今日のことば

【原文】
老人の食物に於けるは、宜しく視て薬餌と為すべし。分量有り、加減有り、又生熟の度有り。〔『言志耋録』第305条〕

意訳
年をとった人が食べる食事は、すべて薬だとみなすべきである。その人にとって最適な分量、最適な味付けの加減、また最適な熟成度合いがあるのだ

一日一斎物語的解釈
食事は常に自分の身体に対する薬だとみなすべきである。その年齢に応じて、分量や味の濃淡、あるいは生か否かを考えて摂取する必要があろう。


今日のストーリー

今日の神坂課長は、大累、新美の両課長と3人で焼肉屋さんに来たようです。

「久しぶりの焼肉だなぁ。若い頃は安い食べ放題の店によく行ったよな」

「行きましたね。『スタミナ三郎は私たちのホームでしたね」

「たしかにそうでした。週に1~2回は必ず行ってましたね」

「食べ放題で2,980円だったよな。
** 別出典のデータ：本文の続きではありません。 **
// SPDX-FileCopyrightText: 2026 Omnidesk Contributors
// SPDX-License-Identifier: MIT OR Apache-2.0

//! Configuration system for the Omnidesk service.
//!
//! Provides TOML configuration parsing with strict validation (`deny_unknown_fields`),
//! XDG file hierarchy lookup, environment variable overrides, and Elm-style diagnostic
//! error rendering with typo suggestions.
//!
//! # Usage
//!
//! ```no_run
//! use omnidesk_config::load_and_validate;
//!
//! let config = load_and_validate().expect("config errors");
//! println!("listening on {}:{}", config.server.host, config.server.port);
//! ```

pub mod diagnostic;
pub mod loader;
pub mod model;
pub mod validation;

pub use diagnostic::{ConfigError, render_errors};
pub use loader::{load_config, load_config_from_path, load_config_from_str};
pub use model::OmnideskConfig;

/// Load configuration from the XDG hierarchy and validate it.
///
/// Figment errors are converted to miette diagnostics with typo suggestions;
/// a successful load still has to pass [`validation::validate_config`].
pub fn load_and_validate() -> Result<OmnideskConfig, Vec<ConfigError>> {
    match loader::load_config() {
        Ok(config) => {
            validation::validate_config(&config)?;
            Ok(config)
        }
        Err(err) => Err(diagnostic::figment_to_config_errors(
            err,
            &collect_toml_sources(),
        )),
    }
}

/// Load configuration from a specific file and validate it.
pub fn load_and_validate_path(path: &std::path::Path) -> Result<OmnideskConfig, Vec<ConfigError>> {
    match loader::load_config_from_path(path) {
        Ok(config) => {
            validation::validate_config(&config)?;
            Ok(config)
        }
        Err(err) => {
            let sources: Vec<(String, String)> = std::fs::read_to_string(path)
                .map(|content| vec![(path.display().to_string(), content)])
                .unwrap_or_default();
            Err(diagnostic::figment_to_config_errors(err, &sources))
        }
    }
}

/// Load configuration from a specific TOML string and validate it.
pub fn load_and_validate_str(toml_content: &str) -> Result<OmnideskConfig, Vec<ConfigError>> {
    match loader::load_config_from_str(toml_content) {
        Ok(config) => {
            validation::validate_config(&config)?;
            Ok(config)
        }
        Err(err) => {
            let sources = vec![("<inline>".to_string(), toml_content.to_string())];
            Err(diagnostic::figment_to_config_errors(err, &sources))
        }
    }
}

/// Read every config file that exists so diagnostics can point into it.
fn collect_toml_sources() -> Vec<(String, String)> {
    let local = std::env::current_dir()
        .map(|d| d.join("omnidesk.toml"))
        .unwrap_or_else(|_| "omnidesk.toml".into());
    let user = dirs::config_dir().map(|d| d.join("omnidesk/omnidesk.toml"));
    let system = std::path::PathBuf::from("/etc/omnidesk/omnidesk.toml");

    [Some(local), user, Some(system)]
        .into_iter()
        .flatten()
        .filter_map(|path| {
            std::fs::read_to_string(&path)
                .ok()
                .map(|content| (path.display().to_string(), content))
        })
        .collect()
}
// SPDX-FileCopyrightText: 2026 Omnidesk Contributors
// SPDX-License-Identifier: MIT OR Apache-2.0

//! Message CRUD operations.

use omnidesk_core::OmniError;
use omnidesk_core::types::{Message, NewMessage, now_timestamp};
use rusqlite::{OptionalExtension, params};

use super::{parse_column, parse_optional_column};
use crate::database::{Database, map_insert_err, map_tr_err};

const COLUMNS: &str = "id, interaction_id, sender_id, recipient_id, meta_message_id, body, \
                       message_timestamp, attachment_type, attachment_url, sent_by, is_read, \
                       is_deleted, created_at, updated_at";

fn row_to_message(row: &rusqlite::Row<'_>) -> rusqlite::Result<Message> {
    Ok(Message {
        id: row.get(0)?,
        interaction_id: row.get(1)?,
        sender_id: row.get(2)?,
        recipient_id: row.get(3)?,
        meta_message_id: row.get(4)?,
        body: row.get(5)?,
        message_timestamp: row.get(6)?,
        attachment_type: parse_optional_column(row, 7)?,
        attachment_url: row.get(8)?,
        sent_by: parse_column(row, 9)?,
        is_read: row.get(10)?,
        is_deleted: row.get(11)?,
        created_at: row.get(12)?,
        updated_at: row.get(13)?,
    })
}

/// Look up a message by its provider-assigned id.
pub async fn find_by_meta_id(db: &Database, meta_id: &str) -> Result<Option<Message>, OmniError> {
    let meta_id = meta_id.to_string();
    db.connection()
        .call(move |conn| {
            conn.query_row(
                &format!("SELECT {COLUMNS} FROM messages WHERE meta_message_id = ?1"),
                params![meta_id],
                row_to_message,
            )
            .optional()
        })
        .await
        .map_err(map_tr_err)
}

/// Insert a message; a duplicate external id yields [`OmniError::Conflict`].
pub async fn create(db: &Database, msg: &NewMessage) -> Result<Message, OmniError> {
    let msg = msg.clone();
    let key = msg
        .meta_message_id
        .clone()
        .unwrap_or_else(|| format!("interaction {}", msg.interaction_id));
    let now = now_timestamp();

    db.connection()
        .call(move |conn| {
            conn.query_row(
                &format!(
                    "INSERT INTO messages (interaction_id, sender_id, recipient_id, meta_message_id,
                         body, message_timestamp, attachment_type, attachment_url, sent_by,
                         created_at, updated_at)
                     VALUES (?1, ?2, ?3, ?4, ?5, ?6, ?7, ?8, ?9, ?10, ?10)
                     RETURNING {COLUMNS}"
                ),
                params![
                    msg.interaction_id,
                    msg.sender_id,
                    msg.recipient_id,
                    msg.meta_message_id,
                    msg.body,
                    msg.message_timestamp,
                    msg.attachment_type.map(|a| a.to_string()),
                    msg.attachment_url,
                    msg.sent_by.to_string(),
                    now,
                ],
                row_to_message,
            )
        })
        .await
        .map_err(map_insert_err("message", key))
}

/// Messages of an interaction in timestamp order.
pub async fn list_for_interaction(
    db: &Database,
    interaction_id: i64,
) -> Result<Vec<Message>, OmniError> {
    db.connection()
        .call(move |conn| -> rusqlite::Result<Vec<Message>> {
            let mut stmt = conn.prepare(&format!(
                "SELECT {COLUMNS} FROM messages
                 WHERE interaction_id = ?1 AND is_deleted = 0
                 ORDER BY message_timestamp ASC, id ASC"
            ))?;
            let rows = stmt.query_map(params![interaction_id], row_to_message)?;
            rows.collect::<Result<Vec<_>, _>>()
        })
        .await
        .map_err(map_tr_err)
}

/// Most recent message of an interaction; `external_only` skips rows
/// without a provider id.
pub async fn latest(
    db: &Database,
    interaction_id: i64,
    external_only: bool,
) -> Result<Option<Message>, OmniError> {
    let extra = if external_only {
        "AND meta_message_id IS NOT NULL"
    } else {
        ""
    };
    db.connection()
        .call(move |conn| {
            conn.query_row(
                &format!(
                    "SELECT {COLUMNS} FROM messages
                     WHERE interaction_id = ?1 AND is_deleted = 0 {extra}
                     ORDER BY message_timestamp DESC, id DESC LIMIT 1"
                ),
                params![interaction_id],
                row_to_message,
            )
            .optional()
        })
        .await
        .map_err(map_tr_err)
}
それで酒も飲めた。懐の寂しい若造には最適な店だったよな」

「いつからですかね、だんだん行かなくなったのは?」

「年齢と共に、量も食べられなくなったし、それよりも質の良い食事を好むようになったんでしょうね」

「それなりに懐も温まったってことだよな」

「四十を超えてからは、焼肉屋で食べ過ぎると、夜中にだいたい下痢になるんだよ」

「神坂さんは、食事中でも平気でそういう話題をしますよね。人間を疑うわ!」

「大袈裟な野郎だな。でも、そうじゃないか? 若い頃はとにかく腹を満たせばそれでよかったんだけど、今はやっぱり食事の時間を楽しみたい。そうなると、旨い酒、美味しい食事が欲しくなるだろ?」

「それはその通りですね。あ、そろそろお肉を追加しますか?」

「そうだな。ここは生肉も旨いんだよ。レバ刺しとミノ刺しを食べようぜ」

「大丈夫ですか、お腹?」

「たぶん・・・」

「明日、『やっぱり下痢したわ』とかデカい声で言わないでくださいね」

「今のお前の声がデカいわ。ほら、あそこのOLが笑ってるぞ」

「しまった、酒を飲むとつい声がデカくなる・・・」

「ははは。そういえば一斎先生が、老人は食事を薬だと思え、と言っていたな。しかし、老人でなくても、四十を超えた人間は、食事に気をつかうべきなんだろうな

「お酒もね」

「そうだ、今度3人で『スタミナ三郎』に行ってみますか?」

「えー、俺はやめておく。絶対下痢するもん!」

「神坂さん!!」


ひとりごと

たしかに若い頃は、質より量の食事にこだわって、よく食べ放題のお店に行きました。

いつからかそういうお店には行かなくなったことに気づきます。

身体が自然に量より質を求めているのでしょうか?

とはいえ、まだまだ明らかなメタボ体形の小生です。

もっと控えるべきなのですが・・・。